== WORK TASK ==
The answer must consist of every line from the data that holds the string "Some".

== DATA EXTRACT ==
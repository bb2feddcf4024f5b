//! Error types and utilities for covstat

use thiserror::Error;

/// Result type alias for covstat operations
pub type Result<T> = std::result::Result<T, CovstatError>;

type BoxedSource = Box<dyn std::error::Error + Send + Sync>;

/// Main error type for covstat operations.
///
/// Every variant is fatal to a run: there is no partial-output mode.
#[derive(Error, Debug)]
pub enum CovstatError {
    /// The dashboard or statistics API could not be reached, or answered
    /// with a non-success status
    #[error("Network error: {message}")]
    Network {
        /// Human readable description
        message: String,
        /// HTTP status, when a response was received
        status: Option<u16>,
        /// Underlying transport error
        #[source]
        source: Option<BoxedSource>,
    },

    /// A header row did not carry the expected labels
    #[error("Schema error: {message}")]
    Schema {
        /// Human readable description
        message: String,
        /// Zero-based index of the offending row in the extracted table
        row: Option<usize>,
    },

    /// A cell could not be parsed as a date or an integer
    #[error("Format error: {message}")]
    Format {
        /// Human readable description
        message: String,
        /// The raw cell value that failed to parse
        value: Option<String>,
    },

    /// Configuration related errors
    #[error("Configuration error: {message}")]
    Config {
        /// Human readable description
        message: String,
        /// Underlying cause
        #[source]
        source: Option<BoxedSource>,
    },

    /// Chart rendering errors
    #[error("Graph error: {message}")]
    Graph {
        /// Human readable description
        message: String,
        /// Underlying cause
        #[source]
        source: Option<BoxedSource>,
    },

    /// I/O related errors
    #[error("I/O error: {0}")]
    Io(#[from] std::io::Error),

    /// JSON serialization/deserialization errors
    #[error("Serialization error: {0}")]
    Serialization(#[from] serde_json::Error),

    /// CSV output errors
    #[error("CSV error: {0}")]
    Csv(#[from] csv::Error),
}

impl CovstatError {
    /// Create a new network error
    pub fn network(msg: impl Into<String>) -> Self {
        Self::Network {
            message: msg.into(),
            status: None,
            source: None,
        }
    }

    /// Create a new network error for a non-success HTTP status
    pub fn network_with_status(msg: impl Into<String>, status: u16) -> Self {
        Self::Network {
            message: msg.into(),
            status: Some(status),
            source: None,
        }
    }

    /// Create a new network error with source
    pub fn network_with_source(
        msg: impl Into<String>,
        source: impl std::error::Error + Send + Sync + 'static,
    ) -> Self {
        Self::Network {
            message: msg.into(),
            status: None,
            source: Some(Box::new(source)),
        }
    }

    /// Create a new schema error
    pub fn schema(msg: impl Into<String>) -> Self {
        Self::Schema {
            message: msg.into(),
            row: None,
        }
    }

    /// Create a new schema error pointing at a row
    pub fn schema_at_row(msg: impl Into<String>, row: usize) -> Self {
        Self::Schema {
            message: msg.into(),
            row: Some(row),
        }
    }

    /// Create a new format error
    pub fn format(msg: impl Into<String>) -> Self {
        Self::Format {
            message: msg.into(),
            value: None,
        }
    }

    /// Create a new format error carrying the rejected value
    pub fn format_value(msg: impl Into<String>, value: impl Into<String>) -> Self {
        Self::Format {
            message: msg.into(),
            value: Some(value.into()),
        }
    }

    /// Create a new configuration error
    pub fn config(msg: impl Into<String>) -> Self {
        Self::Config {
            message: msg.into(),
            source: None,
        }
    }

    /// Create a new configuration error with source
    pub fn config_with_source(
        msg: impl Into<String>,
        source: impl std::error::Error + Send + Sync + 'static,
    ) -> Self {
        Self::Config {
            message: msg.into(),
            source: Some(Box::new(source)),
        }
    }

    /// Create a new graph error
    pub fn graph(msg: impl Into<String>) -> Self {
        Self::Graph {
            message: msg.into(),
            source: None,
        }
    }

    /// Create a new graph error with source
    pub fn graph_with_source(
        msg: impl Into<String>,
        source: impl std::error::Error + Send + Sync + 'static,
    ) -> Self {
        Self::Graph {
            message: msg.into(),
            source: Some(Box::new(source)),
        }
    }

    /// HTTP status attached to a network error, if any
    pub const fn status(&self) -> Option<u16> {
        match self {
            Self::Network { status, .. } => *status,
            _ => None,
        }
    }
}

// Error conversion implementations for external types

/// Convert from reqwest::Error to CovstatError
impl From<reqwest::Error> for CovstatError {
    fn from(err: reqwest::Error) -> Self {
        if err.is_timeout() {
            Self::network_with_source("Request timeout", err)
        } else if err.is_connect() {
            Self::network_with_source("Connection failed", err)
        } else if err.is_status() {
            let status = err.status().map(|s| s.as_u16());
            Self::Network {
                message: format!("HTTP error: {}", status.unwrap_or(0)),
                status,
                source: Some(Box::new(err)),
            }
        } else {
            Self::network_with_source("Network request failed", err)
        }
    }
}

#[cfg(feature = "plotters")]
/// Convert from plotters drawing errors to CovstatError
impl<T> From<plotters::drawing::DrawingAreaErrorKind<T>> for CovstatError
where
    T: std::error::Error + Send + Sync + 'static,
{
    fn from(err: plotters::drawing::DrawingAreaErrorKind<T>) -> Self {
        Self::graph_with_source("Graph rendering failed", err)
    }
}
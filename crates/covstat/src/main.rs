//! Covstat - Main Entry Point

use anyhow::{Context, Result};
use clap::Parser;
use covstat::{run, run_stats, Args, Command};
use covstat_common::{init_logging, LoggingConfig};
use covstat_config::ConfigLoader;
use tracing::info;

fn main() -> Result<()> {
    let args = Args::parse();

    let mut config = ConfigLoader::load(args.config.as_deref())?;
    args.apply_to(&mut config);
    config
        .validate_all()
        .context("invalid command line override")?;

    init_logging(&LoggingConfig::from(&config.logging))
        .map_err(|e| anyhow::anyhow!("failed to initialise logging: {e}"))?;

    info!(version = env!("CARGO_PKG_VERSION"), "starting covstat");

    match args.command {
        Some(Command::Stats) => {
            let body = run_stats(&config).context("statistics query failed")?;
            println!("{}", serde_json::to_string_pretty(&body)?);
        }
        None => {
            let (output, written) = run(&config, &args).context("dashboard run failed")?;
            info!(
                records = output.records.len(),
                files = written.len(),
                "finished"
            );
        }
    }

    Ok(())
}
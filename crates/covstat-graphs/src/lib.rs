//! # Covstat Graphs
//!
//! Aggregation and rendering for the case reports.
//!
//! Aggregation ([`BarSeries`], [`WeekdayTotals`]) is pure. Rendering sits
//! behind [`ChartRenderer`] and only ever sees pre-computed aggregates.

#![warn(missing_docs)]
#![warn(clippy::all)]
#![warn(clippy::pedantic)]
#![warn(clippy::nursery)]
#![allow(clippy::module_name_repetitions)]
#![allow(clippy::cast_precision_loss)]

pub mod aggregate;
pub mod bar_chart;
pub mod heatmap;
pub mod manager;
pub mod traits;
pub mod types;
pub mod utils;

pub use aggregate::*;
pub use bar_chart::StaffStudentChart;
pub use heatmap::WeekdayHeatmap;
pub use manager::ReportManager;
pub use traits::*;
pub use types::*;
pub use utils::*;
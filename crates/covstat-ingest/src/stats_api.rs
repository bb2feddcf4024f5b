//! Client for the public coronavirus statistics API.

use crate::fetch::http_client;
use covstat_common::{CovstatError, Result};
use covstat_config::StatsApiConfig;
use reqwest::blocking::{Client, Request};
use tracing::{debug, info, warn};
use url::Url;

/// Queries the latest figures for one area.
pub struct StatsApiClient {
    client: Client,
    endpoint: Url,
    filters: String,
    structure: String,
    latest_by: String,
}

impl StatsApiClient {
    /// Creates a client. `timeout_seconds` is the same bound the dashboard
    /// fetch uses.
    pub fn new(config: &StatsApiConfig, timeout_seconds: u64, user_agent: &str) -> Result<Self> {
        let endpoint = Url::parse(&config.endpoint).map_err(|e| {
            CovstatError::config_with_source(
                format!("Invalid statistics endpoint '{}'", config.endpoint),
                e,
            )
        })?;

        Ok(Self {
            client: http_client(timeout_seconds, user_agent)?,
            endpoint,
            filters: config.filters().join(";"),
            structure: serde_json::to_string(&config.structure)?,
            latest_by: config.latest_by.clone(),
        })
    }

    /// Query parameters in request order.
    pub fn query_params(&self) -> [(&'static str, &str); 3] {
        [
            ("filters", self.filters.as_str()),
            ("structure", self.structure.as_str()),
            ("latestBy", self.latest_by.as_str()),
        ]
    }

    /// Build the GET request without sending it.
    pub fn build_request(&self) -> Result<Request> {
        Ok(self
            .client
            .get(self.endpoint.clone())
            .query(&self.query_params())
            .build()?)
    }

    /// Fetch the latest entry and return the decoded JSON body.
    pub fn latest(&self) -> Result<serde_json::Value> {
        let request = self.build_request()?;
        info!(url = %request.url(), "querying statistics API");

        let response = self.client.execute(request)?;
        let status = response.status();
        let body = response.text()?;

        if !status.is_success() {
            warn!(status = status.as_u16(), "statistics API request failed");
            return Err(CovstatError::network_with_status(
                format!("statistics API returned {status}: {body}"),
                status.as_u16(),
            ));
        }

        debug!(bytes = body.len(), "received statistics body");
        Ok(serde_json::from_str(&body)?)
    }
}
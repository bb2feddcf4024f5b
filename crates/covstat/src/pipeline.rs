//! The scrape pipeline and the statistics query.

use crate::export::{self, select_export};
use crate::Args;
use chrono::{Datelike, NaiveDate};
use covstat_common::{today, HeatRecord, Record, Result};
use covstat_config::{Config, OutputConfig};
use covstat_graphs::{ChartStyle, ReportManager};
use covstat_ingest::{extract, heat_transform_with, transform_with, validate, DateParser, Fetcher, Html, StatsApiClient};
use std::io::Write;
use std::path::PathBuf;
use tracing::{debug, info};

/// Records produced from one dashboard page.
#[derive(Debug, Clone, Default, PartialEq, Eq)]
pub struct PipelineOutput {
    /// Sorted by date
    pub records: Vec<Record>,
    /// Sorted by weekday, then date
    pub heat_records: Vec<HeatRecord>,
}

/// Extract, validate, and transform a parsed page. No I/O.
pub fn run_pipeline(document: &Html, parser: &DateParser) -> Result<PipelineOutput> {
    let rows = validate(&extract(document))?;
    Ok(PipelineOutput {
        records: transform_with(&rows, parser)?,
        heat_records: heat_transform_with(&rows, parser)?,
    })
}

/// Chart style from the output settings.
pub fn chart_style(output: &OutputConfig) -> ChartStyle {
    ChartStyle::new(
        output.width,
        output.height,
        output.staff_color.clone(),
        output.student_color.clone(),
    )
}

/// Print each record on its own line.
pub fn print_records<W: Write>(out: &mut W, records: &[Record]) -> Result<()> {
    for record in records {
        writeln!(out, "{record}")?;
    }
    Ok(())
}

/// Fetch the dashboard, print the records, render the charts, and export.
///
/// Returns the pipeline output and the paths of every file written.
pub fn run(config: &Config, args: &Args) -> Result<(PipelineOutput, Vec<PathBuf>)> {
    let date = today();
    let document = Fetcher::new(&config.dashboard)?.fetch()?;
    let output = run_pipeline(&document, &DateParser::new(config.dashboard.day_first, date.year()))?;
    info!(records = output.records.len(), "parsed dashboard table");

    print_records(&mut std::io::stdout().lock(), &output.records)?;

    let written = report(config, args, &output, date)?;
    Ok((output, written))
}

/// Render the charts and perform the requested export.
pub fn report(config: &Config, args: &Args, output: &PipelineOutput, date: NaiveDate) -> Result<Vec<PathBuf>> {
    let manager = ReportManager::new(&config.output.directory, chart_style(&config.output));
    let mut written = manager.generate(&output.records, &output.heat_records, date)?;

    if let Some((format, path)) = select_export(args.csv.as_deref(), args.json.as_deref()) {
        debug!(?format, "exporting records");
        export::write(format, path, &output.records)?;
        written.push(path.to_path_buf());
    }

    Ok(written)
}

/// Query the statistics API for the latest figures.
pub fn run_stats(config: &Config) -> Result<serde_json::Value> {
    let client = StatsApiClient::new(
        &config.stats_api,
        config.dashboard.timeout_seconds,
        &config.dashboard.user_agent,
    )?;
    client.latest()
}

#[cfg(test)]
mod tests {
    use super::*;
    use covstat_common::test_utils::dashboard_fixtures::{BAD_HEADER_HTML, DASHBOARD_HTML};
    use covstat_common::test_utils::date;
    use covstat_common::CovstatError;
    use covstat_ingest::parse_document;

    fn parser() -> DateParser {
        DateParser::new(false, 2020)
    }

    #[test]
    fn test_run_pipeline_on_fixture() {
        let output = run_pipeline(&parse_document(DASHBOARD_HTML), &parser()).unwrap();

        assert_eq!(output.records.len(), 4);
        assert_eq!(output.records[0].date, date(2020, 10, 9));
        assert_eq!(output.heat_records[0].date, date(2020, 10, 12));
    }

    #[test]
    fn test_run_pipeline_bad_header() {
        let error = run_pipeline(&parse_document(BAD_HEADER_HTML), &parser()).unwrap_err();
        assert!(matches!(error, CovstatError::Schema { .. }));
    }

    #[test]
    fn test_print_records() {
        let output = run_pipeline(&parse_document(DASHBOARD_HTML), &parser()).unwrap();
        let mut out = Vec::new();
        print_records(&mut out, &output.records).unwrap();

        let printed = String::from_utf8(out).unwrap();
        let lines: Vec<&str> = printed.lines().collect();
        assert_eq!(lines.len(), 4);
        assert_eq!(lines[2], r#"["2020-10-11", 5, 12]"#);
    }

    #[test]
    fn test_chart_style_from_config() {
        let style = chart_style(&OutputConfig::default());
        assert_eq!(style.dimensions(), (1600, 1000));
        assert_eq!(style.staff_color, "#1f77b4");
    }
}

== SOLUTION TO THIS PROBLEM ==
            status: Some(status),
            source: Some(Box::new(source)),
            row: Some(row),
            value: Some(value.into()),
            source: Some(Box::new(source)),
            source: Some(Box::new(source)),
                source: Some(Box::new(err)),
        Some(Command::Stats) => {
    if let Some((format, path)) = select_export(args.csv.as_deref(), args.json.as_deref()) {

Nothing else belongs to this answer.